====== RECORDS SUPPLIED ======
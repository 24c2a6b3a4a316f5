//! Tracing setup. The terminal belongs to the UI, so events go to a log file
//! in the configured directory instead of stdout.

use std::fs;

use anyhow::{Context, Result};
use tracing_appender::non_blocking::WorkerGuard;
use tracing_subscriber::{layer::SubscriberExt, util::SubscriberInitExt, EnvFilter};

use crate::config::LoggingConfig;

const LOG_FILE_NAME: &str = "equipment-tracker.log";

/// Install the global subscriber. `RUST_LOG` wins over the configured level.
/// Keep the returned guard alive until exit so buffered lines get flushed.
pub fn init(config: &LoggingConfig) -> Result<WorkerGuard> {
    fs::create_dir_all(&config.directory).context("failed to create log directory")?;

    let appender = tracing_appender::rolling::never(&config.directory, LOG_FILE_NAME);
    let (writer, guard) = tracing_appender::non_blocking(appender);

    let filter = EnvFilter::try_from_default_env()
        .unwrap_or_else(|_| format!("equipment_tracker={}", config.level).into());

    tracing_subscriber::registry()
        .with(filter)
        .with(
            tracing_subscriber::fmt::layer()
                .with_writer(writer)
                .with_ansi(false),
        )
        .try_init()
        .context("failed to install tracing subscriber")?;

    Ok(guard)
}
use ratatui::style::{Color, Style};
use ratatui::text::{Line, Span};

use crate::inventory::{search, SearchOutcome};
use crate::models::{ActionType, Equipment};

/// Longest quantity the form accepts, so the text always parses as `i64`.
const MAX_QUANTITY_DIGITS: usize = 9;

/// Fields of the take/return form, in tab order. Location is read-only and
/// never takes focus.
#[derive(Copy, Clone, Debug, Default, PartialEq, Eq)]
pub(crate) enum FormField {
    #[default]
    Name,
    Item,
    Quantity,
}

/// Guided take/return form. The selection can only be set from search
/// results; typing in the item field drops it again.
#[derive(Default, Clone)]
pub(crate) struct ActionForm {
    pub(crate) user_name: String,
    pub(crate) search: String,
    pub(crate) quantity: String,
    pub(crate) active: FormField,
    pub(crate) selected: Option<Equipment>,
    pub(crate) results: Option<SearchOutcome>,
    pub(crate) highlighted: usize,
}

impl ActionForm {
    pub(crate) fn next_field(&mut self) {
        self.active = match self.active {
            FormField::Name => FormField::Item,
            FormField::Item => FormField::Quantity,
            FormField::Quantity => FormField::Name,
        };
    }

    pub(crate) fn previous_field(&mut self) {
        self.active = match self.active {
            FormField::Name => FormField::Quantity,
            FormField::Item => FormField::Name,
            FormField::Quantity => FormField::Item,
        };
    }

    /// Append a character to the active field. Returns whether the search
    /// text changed and the results need recomputing.
    pub(crate) fn push_char(&mut self, ch: char) -> bool {
        match self.active {
            FormField::Name => {
                if !ch.is_control() {
                    self.user_name.push(ch);
                }
                false
            }
            FormField::Item => {
                if ch.is_control() {
                    return false;
                }
                self.search.push(ch);
                self.selected = None;
                true
            }
            FormField::Quantity => {
                if ch.is_ascii_digit() && self.quantity.len() < MAX_QUANTITY_DIGITS {
                    self.quantity.push(ch);
                }
                false
            }
        }
    }

    /// Remove the last character from the active field. Same return contract
    /// as [`ActionForm::push_char`].
    pub(crate) fn backspace(&mut self) -> bool {
        match self.active {
            FormField::Name => {
                self.user_name.pop();
                false
            }
            FormField::Item => {
                if self.search.pop().is_some() {
                    self.selected = None;
                    true
                } else {
                    false
                }
            }
            FormField::Quantity => {
                self.quantity.pop();
                false
            }
        }
    }

    /// Re-run the search over the directory for the current query.
    pub(crate) fn refresh_results(&mut self, items: &[Equipment], action: ActionType) {
        let outcome = search(items, &self.search, action);
        self.results = outcome.is_visible().then_some(outcome);
        self.highlighted = 0;
    }

    pub(crate) fn matches(&self) -> &[Equipment] {
        match &self.results {
            Some(outcome) => outcome.matches(),
            None => &[],
        }
    }

    pub(crate) fn results_visible(&self) -> bool {
        self.results.is_some()
    }

    pub(crate) fn hide_results(&mut self) {
        self.results = None;
        self.highlighted = 0;
    }

    pub(crate) fn move_highlight(&mut self, offset: isize) {
        let len = self.matches().len();
        if len == 0 {
            return;
        }
        let next = (self.highlighted as isize + offset).clamp(0, len as isize - 1);
        self.highlighted = next as usize;
    }

    /// Take the highlighted result as the selected item. Fills the search text
    /// with the primary name and hides the results box.
    pub(crate) fn select_highlighted(&mut self) -> bool {
        let Some(item) = self.matches().get(self.highlighted).cloned() else {
            return false;
        };
        self.search = item.name_en.clone();
        self.selected = Some(item);
        self.hide_results();
        true
    }

    /// Parsed quantity; anything unparsable becomes zero and fails validation.
    pub(crate) fn quantity_value(&self) -> i64 {
        self.quantity.trim().parse().unwrap_or(0)
    }

    pub(crate) fn location_display(&self) -> Option<&str> {
        self.selected.as_ref().map(Equipment::location_label)
    }

    /// Render one labelled input line.
    pub(crate) fn build_line(&self, field_name: &str, field: FormField) -> Line<'static> {
        let (value, placeholder) = match field {
            FormField::Name => (&self.user_name, "<full name>"),
            FormField::Item => (&self.search, "<type to search>"),
            FormField::Quantity => (&self.quantity, "<how many?>"),
        };
        let is_active = self.active == field;

        let display = if value.is_empty() {
            placeholder.to_string()
        } else {
            value.clone()
        };

        let style = if is_active {
            Style::default().fg(Color::Yellow)
        } else if value.is_empty() {
            Style::default().fg(Color::DarkGray)
        } else {
            Style::default()
        };

        Line::from(vec![
            Span::raw(format!("{field_name}: ")),
            Span::styled(display, style),
        ])
    }

    /// Character length of the requested field, for cursor placement.
    pub(crate) fn value_len(&self, field: FormField) -> usize {
        match field {
            FormField::Name => self.user_name.chars().count(),
            FormField::Item => self.search.chars().count(),
            FormField::Quantity => self.quantity.chars().count(),
        }
    }
}

/// Passphrase prompt shown before the admin tab opens.
#[derive(Default, Clone)]
pub(crate) struct PassphraseForm {
    pub(crate) input: String,
}

impl PassphraseForm {
    pub(crate) fn push_char(&mut self, ch: char) {
        if !ch.is_control() {
            self.input.push(ch);
        }
    }

    pub(crate) fn backspace(&mut self) {
        self.input.pop();
    }

    pub(crate) fn clear(&mut self) {
        self.input.clear();
    }

    /// Input rendered as bullets.
    pub(crate) fn masked(&self) -> String {
        "•".repeat(self.input.chars().count())
    }
}

#[cfg(test)]
mod tests {
    use super::*;

    fn items() -> Vec<Equipment> {
        vec![
            Equipment {
                id: "t1".into(),
                name_en: "Tent".into(),
                name_ar: None,
                location: Some("Shed".into()),
                total_quantity: 10,
                available_quantity: 10,
            },
            Equipment {
                id: "t2".into(),
                name_en: "Tent pegs".into(),
                name_ar: None,
                location: None,
                total_quantity: 50,
                available_quantity: 20,
            },
        ]
    }

    fn type_search(form: &mut ActionForm, text: &str, action: ActionType) {
        form.active = FormField::Item;
        for ch in text.chars() {
            form.push_char(ch);
        }
        form.refresh_results(&items(), action);
    }

    #[test]
    fn selecting_a_result_fills_search_and_location() {
        let mut form = ActionForm::default();
        type_search(&mut form, "tent", ActionType::Take);
        assert_eq!(form.matches().len(), 2);

        form.move_highlight(1);
        assert!(form.select_highlighted());
        assert_eq!(form.search, "Tent pegs");
        assert_eq!(form.location_display(), Some("Unknown"));
        assert!(!form.results_visible());
    }

    #[test]
    fn typing_after_selection_drops_it() {
        let mut form = ActionForm::default();
        type_search(&mut form, "tent", ActionType::Take);
        form.select_highlighted();
        assert!(form.selected.is_some());

        assert!(form.push_char('s'));
        assert!(form.selected.is_none());
    }

    #[test]
    fn empty_query_hides_results() {
        let mut form = ActionForm::default();
        type_search(&mut form, "t", ActionType::Take);
        assert!(form.results_visible());

        form.backspace();
        form.refresh_results(&items(), ActionType::Take);
        assert!(!form.results_visible());
    }

    #[test]
    fn quantity_accepts_digits_only() {
        let mut form = ActionForm {
            active: FormField::Quantity,
            ..ActionForm::default()
        };
        for ch in "1a2".chars() {
            form.push_char(ch);
        }
        assert_eq!(form.quantity, "12");
        assert_eq!(form.quantity_value(), 12);

        form.quantity.clear();
        assert_eq!(form.quantity_value(), 0);
    }

    #[test]
    fn quantity_input_is_capped() {
        let mut form = ActionForm {
            active: FormField::Quantity,
            ..ActionForm::default()
        };
        for ch in "99999999999999999999".chars() {
            form.push_char(ch);
        }
        assert_eq!(form.quantity, "999999999");
        assert_eq!(form.quantity_value(), 999_999_999);
    }

    #[test]
    fn highlight_stays_in_bounds() {
        let mut form = ActionForm::default();
        type_search(&mut form, "tent", ActionType::Take);
        form.move_highlight(5);
        assert_eq!(form.highlighted, 1);
        form.move_highlight(-9);
        assert_eq!(form.highlighted, 0);
    }
}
======
PROBLEM DETAILS ::
If a line in the data contains the string "const", copy it.

TASK OUTPUT ::
const LOG_FILE_NAME: &str = "equipment-tracker.log";
const MAX_QUANTITY_DIGITS: usize = 9;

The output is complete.